→ **Task to carry out**
The word "sync" marks the lines you need; copy each of them from the data.

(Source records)

=======

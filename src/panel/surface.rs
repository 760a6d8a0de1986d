//! Host surfaces the panel draws onto.
//!
//! A [`Surface`] is whatever stands in for the page the panel is mounted
//! into. [`TerminalSurface`] owns the real terminal; [`MemorySurface`]
//! records frames so sessions can be driven headless in tests.

use super::layout::{Rect, Row};
use super::style::{StylePreset, COLOR_TOGGLE_BG, COLOR_TOGGLE_TEXT, LINE_PADDING};
use crossterm::cursor::{Hide, MoveTo, SetCursorStyle, Show};
use crossterm::event::{
    DisableBracketedPaste, DisableFocusChange, DisableMouseCapture, EnableBracketedPaste,
    EnableFocusChange, EnableMouseCapture,
};
use crossterm::style::{
    Attribute, Print, ResetColor, SetAttribute, SetBackgroundColor, SetForegroundColor,
};
use crossterm::terminal::{self, Clear, ClearType, EnterAlternateScreen, LeaveAlternateScreen};
use crossterm::{execute, queue};
use std::io::{self, Write};
use std::sync::{Arc, Mutex, PoisonError};
use unicode_width::UnicodeWidthStr;

/// Collapse toggle as drawn in one frame.
#[derive(Debug, Clone, PartialEq, Eq)]
pub struct ToggleButton {
    pub rect: Rect,
    pub label: &'static str,
    pub collapsed: bool,
}

/// Everything a surface needs to draw the panel once.
#[derive(Debug, Clone, PartialEq, Eq)]
pub struct Frame {
    pub cols: u16,
    pub rows: u16,
    pub preset: StylePreset,
    /// Panel body; `None` while collapsed.
    pub panel: Option<Rect>,
    pub toggle: Option<ToggleButton>,
    /// Visible wrapped rows, top to bottom, starting at the panel's top edge.
    pub lines: Vec<Row>,
    /// Absolute caret cell when the editable line is focused and visible.
    pub cursor: Option<(u16, u16)>,
}

impl Frame {
    /// Visible row text, handy for assertions.
    pub fn visible_text(&self) -> Vec<String> {
        self.lines.iter().map(Row::text).collect()
    }
}

/// Drawing target for a mounted panel.
pub trait Surface: Send {
    /// Current size in cells as `(cols, rows)`.
    fn size(&self) -> io::Result<(u16, u16)>;
    /// Prepare the surface for drawing with `preset`.
    fn attach(&mut self, preset: &StylePreset) -> io::Result<()>;
    /// Present one frame.
    fn draw(&mut self, frame: &Frame) -> io::Result<()>;
    /// Release the surface; drawing stops until the next attach.
    fn detach(&mut self) -> io::Result<()>;
}

// ---------------------------------------------------------------------------
// Terminal
// ---------------------------------------------------------------------------

/// Full-screen terminal surface on stdout.
///
/// Attaching enters the alternate screen, raw mode and mouse/focus/paste
/// reporting; detaching (or dropping) restores the terminal.
pub struct TerminalSurface {
    out: io::Stdout,
    attached: bool,
    last_layout: Option<(Option<Rect>, Option<Rect>)>,
}

impl TerminalSurface {
    pub fn new() -> Self {
        Self {
            out: io::stdout(),
            attached: false,
            last_layout: None,
        }
    }

    fn base_colors(&mut self, preset: &StylePreset) -> io::Result<()> {
        queue!(self.out, SetAttribute(Attribute::Reset))?;
        if preset.color {
            queue!(
                self.out,
                SetBackgroundColor(preset.background),
                SetForegroundColor(preset.text)
            )?;
        } else {
            queue!(self.out, ResetColor)?;
        }
        Ok(())
    }

    fn draw_row(
        &mut self,
        preset: &StylePreset,
        panel: Rect,
        y: u16,
        row: Option<&Row>,
    ) -> io::Result<()> {
        queue!(self.out, MoveTo(panel.x, y))?;
        self.base_colors(preset)?;
        let pad = usize::from(LINE_PADDING.min(panel.width));
        queue!(self.out, Print(" ".repeat(pad)))?;
        let mut used = pad;
        if let Some(row) = row {
            for run in &row.runs {
                if run.style.bold {
                    queue!(self.out, SetAttribute(Attribute::Bold))?;
                }
                if run.style.italic {
                    queue!(self.out, SetAttribute(Attribute::Italic))?;
                }
                if run.style.underline {
                    queue!(self.out, SetAttribute(Attribute::Underlined))?;
                }
                // Control chars (tabs, stray breaks) draw as blanks.
                let text: String = run
                    .text
                    .chars()
                    .map(|c| if c.is_control() { ' ' } else { c })
                    .collect();
                queue!(self.out, Print(text))?;
                self.base_colors(preset)?;
            }
            used += row.width;
        }
        let remaining = usize::from(panel.width).saturating_sub(used);
        queue!(self.out, Print(" ".repeat(remaining)))?;
        Ok(())
    }

    fn draw_toggle(&mut self, preset: &StylePreset, toggle: &ToggleButton) -> io::Result<()> {
        let rect = toggle.rect;
        let label_row = rect.y + rect.height / 2;
        for y in rect.y..rect.y.saturating_add(rect.height) {
            queue!(self.out, MoveTo(rect.x, y), SetAttribute(Attribute::Reset))?;
            if preset.color {
                queue!(
                    self.out,
                    SetBackgroundColor(COLOR_TOGGLE_BG),
                    SetForegroundColor(COLOR_TOGGLE_TEXT)
                )?;
            } else {
                queue!(self.out, SetAttribute(Attribute::Reverse))?;
            }
            let cell = if y == label_row { toggle.label } else { "" };
            let width = usize::from(rect.width);
            let pad = width.saturating_sub(UnicodeWidthStr::width(cell));
            queue!(self.out, Print(cell), Print(" ".repeat(pad)))?;
        }
        queue!(self.out, SetAttribute(Attribute::Reset), ResetColor)?;
        Ok(())
    }
}

impl Default for TerminalSurface {
    fn default() -> Self {
        Self::new()
    }
}

impl Surface for TerminalSurface {
    fn size(&self) -> io::Result<(u16, u16)> {
        terminal::size()
    }

    fn attach(&mut self, _preset: &StylePreset) -> io::Result<()> {
        if self.attached {
            return Ok(());
        }
        terminal::enable_raw_mode()?;
        execute!(
            self.out,
            EnterAlternateScreen,
            EnableMouseCapture,
            EnableFocusChange,
            EnableBracketedPaste,
            Clear(ClearType::All)
        )?;
        self.attached = true;
        self.last_layout = None;
        Ok(())
    }

    fn draw(&mut self, frame: &Frame) -> io::Result<()> {
        if !self.attached {
            return Ok(());
        }
        queue!(self.out, Hide)?;
        let layout = (frame.panel, frame.toggle.as_ref().map(|t| t.rect));
        if self.last_layout != Some(layout) {
            queue!(
                self.out,
                SetAttribute(Attribute::Reset),
                ResetColor,
                Clear(ClearType::All)
            )?;
            self.last_layout = Some(layout);
        }
        if let Some(panel) = frame.panel {
            for dy in 0..panel.height {
                let row = frame.lines.get(usize::from(dy));
                self.draw_row(&frame.preset, panel, panel.y + dy, row)?;
            }
        }
        if let Some(toggle) = &frame.toggle {
            self.draw_toggle(&frame.preset, toggle)?;
        }
        queue!(self.out, SetAttribute(Attribute::Reset), ResetColor)?;
        if let Some((x, y)) = frame.cursor {
            queue!(self.out, MoveTo(x, y), SetCursorStyle::BlinkingUnderScore, Show)?;
        }
        self.out.flush()
    }

    fn detach(&mut self) -> io::Result<()> {
        if !self.attached {
            return Ok(());
        }
        let (escapes, raw_mode) = restore_terminal(&mut self.out, terminal::disable_raw_mode);
        // Stay attached until raw mode is off so drop gets another try.
        if raw_mode.is_ok() {
            self.attached = false;
        }
        escapes.and(raw_mode)
    }
}

/// Undo everything `attach` turned on. Raw mode is released even when the
/// escape sequences cannot be written; both outcomes are returned.
fn restore_terminal<W, F>(out: &mut W, disable_raw_mode: F) -> (io::Result<()>, io::Result<()>)
where
    W: Write,
    F: FnOnce() -> io::Result<()>,
{
    let escapes = execute!(
        out,
        DisableBracketedPaste,
        DisableFocusChange,
        DisableMouseCapture,
        SetCursorStyle::DefaultUserShape,
        Show,
        LeaveAlternateScreen
    );
    (escapes, disable_raw_mode())
}

impl Drop for TerminalSurface {
    fn drop(&mut self) {
        let _ = self.detach();
    }
}

// ---------------------------------------------------------------------------
// Memory
// ---------------------------------------------------------------------------

#[derive(Debug)]
struct MemoryState {
    size: (u16, u16),
    attached: bool,
    preset: Option<StylePreset>,
    frames: usize,
    last: Option<Frame>,
}

/// In-memory surface; clones share the same recorded state.
#[derive(Debug, Clone)]
pub struct MemorySurface {
    state: Arc<Mutex<MemoryState>>,
}

impl MemorySurface {
    pub fn new(cols: u16, rows: u16) -> Self {
        Self {
            state: Arc::new(Mutex::new(MemoryState {
                size: (cols, rows),
                attached: false,
                preset: None,
                frames: 0,
                last: None,
            })),
        }
    }

    fn state(&self) -> std::sync::MutexGuard<'_, MemoryState> {
        self.state.lock().unwrap_or_else(PoisonError::into_inner)
    }

    /// Change the reported size; the next draw picks it up.
    pub fn resize(&self, cols: u16, rows: u16) {
        self.state().size = (cols, rows);
    }

    pub fn is_attached(&self) -> bool {
        self.state().attached
    }

    pub fn preset(&self) -> Option<StylePreset> {
        self.state().preset
    }

    /// Number of frames drawn so far.
    pub fn frame_count(&self) -> usize {
        self.state().frames
    }

    pub fn last_frame(&self) -> Option<Frame> {
        self.state().last.clone()
    }

    /// Text of the rows visible in the last frame.
    pub fn visible_text(&self) -> Vec<String> {
        self.state()
            .last
            .as_ref()
            .map(Frame::visible_text)
            .unwrap_or_default()
    }
}

impl Surface for MemorySurface {
    fn size(&self) -> io::Result<(u16, u16)> {
        Ok(self.state().size)
    }

    fn attach(&mut self, preset: &StylePreset) -> io::Result<()> {
        let mut state = self.state();
        state.attached = true;
        state.preset = Some(*preset);
        Ok(())
    }

    fn draw(&mut self, frame: &Frame) -> io::Result<()> {
        let mut state = self.state();
        if !state.attached {
            return Ok(());
        }
        state.frames += 1;
        state.last = Some(frame.clone());
        Ok(())
    }

    fn detach(&mut self) -> io::Result<()> {
        self.state().attached = false;
        Ok(())
    }
}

=======

→ **Completed exercise**
use std::sync::{Arc, Mutex, PoisonError};
    fn state(&self) -> std::sync::MutexGuard<'_, MemoryState> {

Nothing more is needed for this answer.